A Pertinácia da Informação
De pôr-do-sol a pôr-do-sol
Não reparo bem na casa, mas fico com a sensação que há uma mistura de casa antiga com algum cimento nas paredes e alguns azulejos. O conjunto é desarmonioso. A organização do espaço, salvo raras exceções, como por exemplo quando não há autonomia para o organizar, reflete a maneira de estar das pessoas que o ocupam ou das que o possuem.
Não é importante a comodidade para além daquela lareira e dos velhos escanos.

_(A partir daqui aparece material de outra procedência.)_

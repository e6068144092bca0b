use crate::error::{ModelError, Result};

/// Selects which network shape a spec describes.
#[derive(Debug, Clone, Copy, PartialEq, Eq)]
pub enum NetVariant {
    /// A single dense layer from input to output.
    Shallow,
    /// A chain of dense layers through the hidden widths.
    Deep,
}

/// Immutable network description consumed once at setup.
#[derive(Debug, Clone)]
pub struct NetSpec {
    seed: u64,
    l2: f32,
    momentum: f32,
    n_in: usize,
    n_out: usize,
    hidden: Option<Vec<usize>>,
    variant: NetVariant,
}

impl NetSpec {
    /// Creates a new network spec.
    ///
    /// # Arguments
    /// * `seed` - Seed for the parameter initialization generator.
    /// * `l2` - Regularization coefficient.
    /// * `momentum` - Momentum coefficient.
    /// * `n_in` - Input width.
    /// * `n_out` - Output width.
    /// * `hidden` - Hidden layer widths, required for the deep variant.
    /// * `variant` - Which network shape to build.
    ///
    /// # Errors
    /// Returns an error when a width is zero or the deep variant is missing
    /// its hidden widths.
    pub fn new(
        seed: u64,
        l2: f32,
        momentum: f32,
        n_in: usize,
        n_out: usize,
        hidden: Option<Vec<usize>>,
        variant: NetVariant,
    ) -> Result<Self> {
        if n_in == 0 {
            return Err(ModelError::ZeroWidth { field: "n_in" });
        }
        if n_out == 0 {
            return Err(ModelError::ZeroWidth { field: "n_out" });
        }

        if variant == NetVariant::Deep {
            match &hidden {
                None => return Err(ModelError::MissingHiddenLayers),
                Some(widths) if widths.is_empty() => return Err(ModelError::MissingHiddenLayers),
                Some(widths) if widths.contains(&0) => {
                    return Err(ModelError::ZeroWidth { field: "hidden" });
                }
                Some(_) => {}
            }
        }

        Ok(Self {
            seed,
            l2,
            momentum,
            n_in,
            n_out,
            hidden,
            variant,
        })
    }

    pub fn seed(&self) -> u64 {
        self.seed
    }

    pub fn l2(&self) -> f32 {
        self.l2
    }

    pub fn momentum(&self) -> f32 {
        self.momentum
    }

    pub fn n_in(&self) -> usize {
        self.n_in
    }

    pub fn n_out(&self) -> usize {
        self.n_out
    }

    pub fn variant(&self) -> NetVariant {
        self.variant
    }

    /// Resolves the `(rows, cols)` dimensions of every dense layer, in order.
    pub fn layer_dims(&self) -> Vec<(usize, usize)> {
        let widths: Vec<usize> = match self.variant {
            NetVariant::Shallow => vec![self.n_in, self.n_out],
            NetVariant::Deep => {
                let hidden = self.hidden.as_deref().unwrap_or_default();
                let mut widths = Vec::with_capacity(hidden.len() + 2);
                widths.push(self.n_in);
                widths.extend_from_slice(hidden);
                widths.push(self.n_out);
                widths
            }
        };

        widths
            .windows(2)
            .map(|pair| (pair[1], pair[0]))
            .collect()
    }
}

#[cfg(test)]
mod tests {
    use super::*;

    fn spec(variant: NetVariant, hidden: Option<Vec<usize>>) -> Result<NetSpec> {
        NetSpec::new(42, 0.01, 0.9, 4, 2, hidden, variant)
    }

    #[test]
    fn shallow_spec_has_a_single_layer() {
        let spec = spec(NetVariant::Shallow, None).unwrap();
        assert_eq!(spec.layer_dims(), vec![(2, 4)]);
    }

    #[test]
    fn deep_spec_chains_hidden_widths() {
        let spec = spec(NetVariant::Deep, Some(vec![8, 3])).unwrap();
        assert_eq!(spec.layer_dims(), vec![(8, 4), (3, 8), (2, 3)]);
    }

    #[test]
    fn deep_spec_requires_hidden_widths() {
        assert!(matches!(
            spec(NetVariant::Deep, None),
            Err(ModelError::MissingHiddenLayers)
        ));
        assert!(matches!(
            spec(NetVariant::Deep, Some(vec![])),
            Err(ModelError::MissingHiddenLayers)
        ));
    }

    #[test]
    fn zero_widths_are_rejected() {
        assert!(NetSpec::new(0, 0.0, 0.0, 0, 2, None, NetVariant::Shallow).is_err());
        assert!(NetSpec::new(0, 0.0, 0.0, 4, 0, None, NetVariant::Shallow).is_err());
        assert!(spec(NetVariant::Deep, Some(vec![4, 0])).is_err());
    }
}
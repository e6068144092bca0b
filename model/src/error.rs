use std::{error::Error, fmt};

use rand_distr::uniform::Error as UniformError;

/// The model module's result type.
pub type Result<T> = std::result::Result<T, ModelError>;

/// Failures while building or validating model-side values.
#[derive(Debug)]
pub enum ModelError {
    /// A layer width that must be positive was zero.
    ZeroWidth { field: &'static str },

    /// A deep network was requested without any hidden layer widths.
    MissingHiddenLayers,

    /// Input and label matrices disagree on the number of rows.
    RowCountMismatch { inputs: usize, labels: usize },

    /// The derived initialization range was invalid.
    Distribution(UniformError),
}

impl fmt::Display for ModelError {
    fn fmt(&self, f: &mut fmt::Formatter<'_>) -> fmt::Result {
        match self {
            ModelError::ZeroWidth { field } => write!(f, "{field} must be positive"),
            ModelError::MissingHiddenLayers => {
                write!(f, "deep network variant requires at least one hidden layer width")
            }
            ModelError::RowCountMismatch { inputs, labels } => write!(
                f,
                "row count mismatch: {inputs} input row(s) against {labels} label row(s)"
            ),
            ModelError::Distribution(e) => write!(f, "invalid initialization range: {e}"),
        }
    }
}

impl Error for ModelError {
    fn source(&self) -> Option<&(dyn Error + 'static)> {
        match self {
            ModelError::Distribution(e) => Some(e),
            _ => None,
        }
    }
}

impl From<UniformError> for ModelError {
    fn from(value: UniformError) -> Self {
        Self::Distribution(value)
    }
}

A cara está enrugada e a pele escurecida, mas, à medida que a conversa se prolonga, consigo vê-la com nitidez e bem definida: uma personalidade vincada.
A Fé. A Fé é algo forte, uma crença à medida de cada um. Que mal tem? Que mal tem se nos faz bem? Ela diz que a nossa Senhora de Fátima a ajudou durante a operação e, por isso, envia-lhe, religiosamente, “dez contos” sempre que alguém vai lá. Questionei-a sobre a necessidade da Nossa Senhora receber esse dinheiro: “Acha que lhe faz falta?” Ela respondeu séria e convicta: “Pois sim, se não como eles iam fazer aqueles prédios todos, lá em Fátima?”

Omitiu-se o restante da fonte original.